THE TASK = Once you find the line with "fn set_dio_direction(&mut self, direction: Direction)" in the entries below, return exactly every line from it through the line with "fn delay(&mut self, duration: Duration)".

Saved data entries

===============

//! Driver for TM1637-style 4-digit 7-segment displays.
//!
//! The chip speaks a two-wire protocol that resembles I2C without addressing:
//! bytes go out least significant bit first and each one is followed by an
//! acknowledgment slot. A frame updates every digit plus brightness and colon.

use std::time::Duration;

use tracing::debug;

use super::bus::{Bus, Direction, DisplayError, Level};

/// Data command: write display registers with auto-incrementing address.
pub const CMD_AUTO_INCREMENT: u8 = 0x40;
/// Address command: start at the first digit register.
pub const CMD_ADDRESS_START: u8 = 0xC0;
/// Display control: display on, brightness in the low three bits.
pub const CMD_DISPLAY_ON: u8 = 0x88;

pub const BRIGHTNESS_DARKEST: u8 = 0;
pub const BRIGHTNESS_TYPICAL: u8 = 2;
pub const BRIGHTNESS_HIGHEST: u8 = 7;

/// Digit value rendered with all segments off.
pub const BLANK: u8 = 0x7F;

/// Colon segment. Wired to the decimal point of the second digit, so it has
/// to be set on every digit byte to light up reliably.
pub const COLON_BIT: u8 = 0x80;

/// How many times the acknowledgment slot is sampled before recovering the bus.
pub const ACK_POLL_ATTEMPTS: u32 = 5;
pub const ACK_POLL_INTERVAL: Duration = Duration::from_millis(1);

const HEX_SEGMENTS: [u8; 16] = [
    0x3f, 0x06, 0x5b, 0x4f, 0x66, 0x6d, 0x7d, 0x07, 0x7f, 0x6f, 0x77, 0x7c, 0x39, 0x5e, 0x79, 0x71,
];

/// Segment pattern for one digit value.
pub fn encode_digit(value: u8, colon: bool) -> u8 {
    match HEX_SEGMENTS.get(usize::from(value)) {
        Some(segments) if colon => segments | COLON_BIT,
        Some(segments) => *segments,
        None => 0,
    }
}

/// Inverse of [`encode_digit`], ignoring the colon bit.
pub fn decode_segments(segments: u8) -> Option<u8> {
    let segments = segments & !COLON_BIT;
    if segments == 0 {
        return Some(BLANK);
    }
    HEX_SEGMENTS
        .iter()
        .position(|s| *s == segments)
        .map(|i| i as u8)
}

/// What the display currently shows.
#[derive(Debug, Clone, Copy, PartialEq, Eq)]
pub struct DisplayState {
    pub digits: [u8; 4],
    pub colon: bool,
    pub brightness: u8,
}

#[derive(Debug, Clone, Copy, PartialEq, Eq)]
enum Ack {
    Received,
    Recovered,
}

pub struct Tm1637<B> {
    bus: B,
    state: DisplayState,
    missed_acks: u64,
}

impl<B: Bus> Tm1637<B> {
    pub fn new(mut bus: B, brightness: u8) -> Result<Self, DisplayError> {
        bus.set_dio_direction(Direction::Output)?;
        bus.set_clk(Level::Low)?;
        bus.set_dio(Level::Low)?;

        Ok(Self {
            bus,
            state: DisplayState {
                digits: [0; 4],
                colon: false,
                brightness: brightness.min(BRIGHTNESS_HIGHEST),
            },
            missed_acks: 0,
        })
    }

    pub fn state(&self) -> DisplayState {
        self.state
    }

    /// Bytes the chip failed to acknowledge since creation.
    pub fn missed_acks(&self) -> u64 {
        self.missed_acks
    }

    pub fn bus(&self) -> &B {
        &self.bus
    }

    pub fn bus_mut(&mut self) -> &mut B {
        &mut self.bus
    }

    pub fn show(&mut self, digits: [u8; 4]) -> Result<(), DisplayError> {
        self.transmit(DisplayState { digits, ..self.state })
    }

    /// Show a decimal number, right aligned and zero padded. Clamped to 9999.
    pub fn show_number(&mut self, value: u16) -> Result<(), DisplayError> {
        let value = value.min(9999);
        let digits = [
            (value / 1000 % 10) as u8,
            (value / 100 % 10) as u8,
            (value / 10 % 10) as u8,
            (value % 10) as u8,
        ];
        self.show(digits)
    }

    pub fn show_colon(&mut self) -> Result<(), DisplayError> {
        self.transmit(DisplayState {
            colon: true,
            ..self.state
        })
    }

    pub fn hide_colon(&mut self) -> Result<(), DisplayError> {
        self.transmit(DisplayState {
            colon: false,
            ..self.state
        })
    }

    /// Re-renders the current digits if the level changes.
    pub fn set_brightness(&mut self, brightness: u8) -> Result<(), DisplayError> {
        let brightness = brightness.min(BRIGHTNESS_HIGHEST);
        if brightness == self.state.brightness {
            return Ok(());
        }
        self.transmit(DisplayState {
            brightness,
            ..self.state
        })
    }

    /// Blank the display at minimum brightness.
    ///
    /// Brightness and colon settings survive for the next render, but nothing
    /// is re-rendered here.
    pub fn clear(&mut self) -> Result<(), DisplayError> {
        let DisplayState {
            colon, brightness, ..
        } = self.state;

        let result = self.transmit(DisplayState {
            digits: [BLANK; 4],
            colon: false,
            brightness: BRIGHTNESS_DARKEST,
        });

        self.state.colon = colon;
        self.state.brightness = brightness;
        result
    }

    fn transmit(&mut self, next: DisplayState) -> Result<(), DisplayError> {
        self.start()?;
        self.write_byte(CMD_AUTO_INCREMENT)?;
        self.stop()?;

        self.start()?;
        self.write_byte(CMD_ADDRESS_START)?;
        for digit in next.digits {
            self.write_byte(encode_digit(digit, next.colon))?;
        }
        self.stop()?;

        self.start()?;
        self.write_byte(CMD_DISPLAY_ON | next.brightness)?;
        self.stop()?;

        self.state = next;
        Ok(())
    }

    fn start(&mut self) -> Result<(), DisplayError> {
        self.bus.set_clk(Level::High)?;
        self.bus.set_dio(Level::High)?;
        self.bus.set_dio(Level::Low)?;
        self.bus.set_clk(Level::Low)
    }

    fn stop(&mut self) -> Result<(), DisplayError> {
        self.bus.set_clk(Level::Low)?;
        self.bus.set_dio(Level::Low)?;
        self.bus.set_clk(Level::High)?;
        self.bus.set_dio(Level::High)
    }

    fn write_byte(&mut self, byte: u8) -> Result<Ack, DisplayError> {
        let mut data = byte;
        for _ in 0..8 {
            self.bus.set_clk(Level::Low)?;
            self.bus.set_dio(Level::from_bit(data & 0x01 != 0))?;
            data >>= 1;
            self.bus.set_clk(Level::High)?;
        }

        // Ninth clock: release the data line and let the chip pull it low.
        self.bus.set_clk(Level::Low)?;
        self.bus.set_dio(Level::High)?;
        self.bus.set_clk(Level::High)?;
        self.bus.set_dio_direction(Direction::Input)?;

        let mut ack = Ack::Recovered;
        for attempt in 0..ACK_POLL_ATTEMPTS {
            if !self.bus.read_dio()?.is_high() {
                ack = Ack::Received;
                break;
            }
            if attempt + 1 < ACK_POLL_ATTEMPTS {
                self.bus.delay(ACK_POLL_INTERVAL);
            }
        }

        self.bus.set_clk(Level::Low)?;
        self.bus.set_dio_direction(Direction::Output)?;

        if ack == Ack::Recovered {
            // No acknowledgment: pull the line low ourselves so the next
            // start condition sees a sane bus.
            self.bus.set_dio(Level::Low)?;
            self.missed_acks += 1;
            debug!(byte = format!("{byte:#04x}"), "Display did not acknowledge byte");
        }

        Ok(ack)
    }
}
//! In-memory bus that decodes what the driver puts on the wire.
//!
//! Used by the tests and by simulation mode, where decoded frames are logged
//! instead of lighting up real segments.

use std::time::Duration;

use tracing::debug;

use super::bus::{Bus, Direction, DisplayError, Level};
use super::tm1637::{CMD_ADDRESS_START, CMD_DISPLAY_ON, decode_segments};

/// Every call the driver made, in order.
#[derive(Debug, Clone, PartialEq, Eq)]
pub enum BusOp {
    Clk(Level),
    Dio(Level),
    Direction(Direction),
    Read(Level),
    Delay(Duration),
}

/// One decoded display update.
#[derive(Debug, Clone, PartialEq, Eq)]
pub struct Frame {
    pub digits: [Option<u8>; 4],
    pub colon: bool,
    pub brightness: u8,
}

impl Frame {
    /// Decode three consecutive bursts: data command, address + digits, control.
    pub fn from_bursts(bursts: &[Vec<u8>]) -> Option<Self> {
        let [_command, digits, control] = bursts else {
            return None;
        };
        let (&address, segments) = digits.split_first()?;
        if address != CMD_ADDRESS_START || segments.len() != 4 {
            return None;
        }
        let &[control] = control.as_slice() else {
            return None;
        };
        if control & 0xF8 != CMD_DISPLAY_ON {
            return None;
        }

        let mut decoded = [None; 4];
        for (slot, segments) in decoded.iter_mut().zip(segments) {
            *slot = decode_segments(*segments);
        }

        Some(Self {
            digits: decoded,
            colon: segments.iter().any(|s| s & 0x80 != 0),
            brightness: control & 0x07,
        })
    }

    /// Human readable rendering, e.g. `03:75`.
    pub fn render(&self) -> String {
        let digit = |d: Option<u8>| match d {
            Some(v) if v < 16 => char::from_digit(u32::from(v), 16).unwrap_or('?'),
            Some(_) => ' ',
            None => '?',
        };
        format!(
            "{}{}{}{}{}",
            digit(self.digits[0]),
            digit(self.digits[1]),
            if self.colon { ':' } else { ' ' },
            digit(self.digits[2]),
            digit(self.digits[3]),
        )
    }
}

pub struct RecordingBus {
    ops: Vec<BusOp>,
    clk: Level,
    dio: Level,
    direction: Direction,
    acknowledge: bool,
    in_burst: bool,
    bits: Vec<bool>,
    bursts: Vec<Vec<u8>>,
    reads: usize,
    log_frames: bool,
}

impl Default for RecordingBus {
    fn default() -> Self {
        Self::new()
    }
}

impl RecordingBus {
    /// A bus whose device acknowledges every byte.
    pub fn new() -> Self {
        Self {
            ops: Vec::new(),
            clk: Level::Low,
            dio: Level::Low,
            direction: Direction::Output,
            acknowledge: true,
            in_burst: false,
            bits: Vec::new(),
            bursts: Vec::new(),
            reads: 0,
            log_frames: false,
        }
    }

    /// A bus with nothing attached: the data line floats high.
    pub fn unresponsive() -> Self {
        Self {
            acknowledge: false,
            ..Self::new()
        }
    }

    /// Log every completed frame at debug level.
    pub fn logging(mut self) -> Self {
        self.log_frames = true;
        self
    }

    pub fn ops(&self) -> &[BusOp] {
        &self.ops
    }

    /// Bytes of every completed burst, acknowledgment slots stripped.
    pub fn bursts(&self) -> Vec<Vec<u8>> {
        self.bursts.clone()
    }

    pub fn take_bursts(&mut self) -> Vec<Vec<u8>> {
        self.ops.clear();
        std::mem::take(&mut self.bursts)
    }

    /// Complete frames decoded from the recorded bursts.
    pub fn frames(&self) -> Vec<Frame> {
        self.bursts
            .chunks_exact(3)
            .filter_map(Frame::from_bursts)
            .collect()
    }

    pub fn last_frame(&self) -> Option<Frame> {
        self.frames().pop()
    }

    /// Number of acknowledgment samples taken.
    pub fn reads(&self) -> usize {
        self.reads
    }

    fn finish_burst(&mut self) {
        let bytes: Vec<u8> = self
            .bits
            .chunks_exact(9)
            .map(|slot| {
                slot[..8]
                    .iter()
                    .enumerate()
                    .fold(0u8, |byte, (i, bit)| byte | (u8::from(*bit) << i))
            })
            .collect();
        self.bits.clear();
        self.in_burst = false;
        self.bursts.push(bytes);

        if self.log_frames && self.bursts.len() % 3 == 0 {
            if let Some(frame) = self.bursts.chunks_exact(3).last().and_then(Frame::from_bursts) {
                debug!(display = %frame.render(), brightness = frame.brightness, "Display frame");
            }
        }
    }
}

impl Bus for RecordingBus {
    fn set_clk(&mut self, level: Level) -> Result<(), DisplayError> {
        self.ops.push(BusOp::Clk(level));
        let rising = self.clk == Level::Low && level == Level::High;
        self.clk = level;

        if rising && self.in_burst {
            self.bits.push(self.dio.is_high());
        }
        Ok(())
    }

    fn set_dio(&mut self, level: Level) -> Result<(), DisplayError> {
        self.ops.push(BusOp::Dio(level));
        let previous = self.dio;
        self.dio = level;

        if self.direction != Direction::Output || self.clk != Level::High || previous == level {
            return Ok(());
        }

        match level {
            // Data falling while clock is high: start condition
            Level::Low => {
                self.in_burst = true;
                self.bits.clear();
            }
            // Data rising while clock is high: stop condition
            Level::High if self.in_burst => self.finish_burst(),
            Level::High => {}
        }
        Ok(())
    }

    fn set_dio_direction(&mut self, direction: Direction) -> Result<(), DisplayError> {
        self.ops.push(BusOp::Direction(direction));
        self.direction = direction;
        Ok(())
    }

    fn read_dio(&mut self) -> Result<Level, DisplayError> {
        let level = if self.acknowledge {
            Level::Low
        } else {
            Level::High
        };
        self.reads += 1;
        self.ops.push(BusOp::Read(level));
        Ok(level)
    }

    fn delay(&mut self, duration: Duration) {
        self.ops.push(BusOp::Delay(duration));
    }
}

#[cfg(test)]
mod tests {
    use super::*;

    #[test]
    fn frame_render_shows_colon_and_blanks() {
        let frame = Frame {
            digits: [Some(0), Some(3), Some(7), Some(0x7F)],
            colon: true,
            brightness: 2,
        };
        assert_eq!(frame.render(), "03:7 ");
    }

    #[test]
    fn rejects_malformed_bursts() {
        assert!(Frame::from_bursts(&[vec![0x40], vec![0xC0, 0x3f], vec![0x8a]]).is_none());
        assert!(Frame::from_bursts(&[vec![0x40]]).is_none());
    }
}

===============

EXPECTED ANSWER =
    fn set_dio_direction(&mut self, direction: Direction) -> Result<(), DisplayError> {
        self.ops.push(BusOp::Direction(direction));
        self.direction = direction;
        Ok(())
    }

    fn read_dio(&mut self) -> Result<Level, DisplayError> {
        let level = if self.acknowledge {
            Level::Low
        } else {
            Level::High
        };
        self.reads += 1;
        self.ops.push(BusOp::Read(level));
        Ok(level)
    }

    fn delay(&mut self, duration: Duration) {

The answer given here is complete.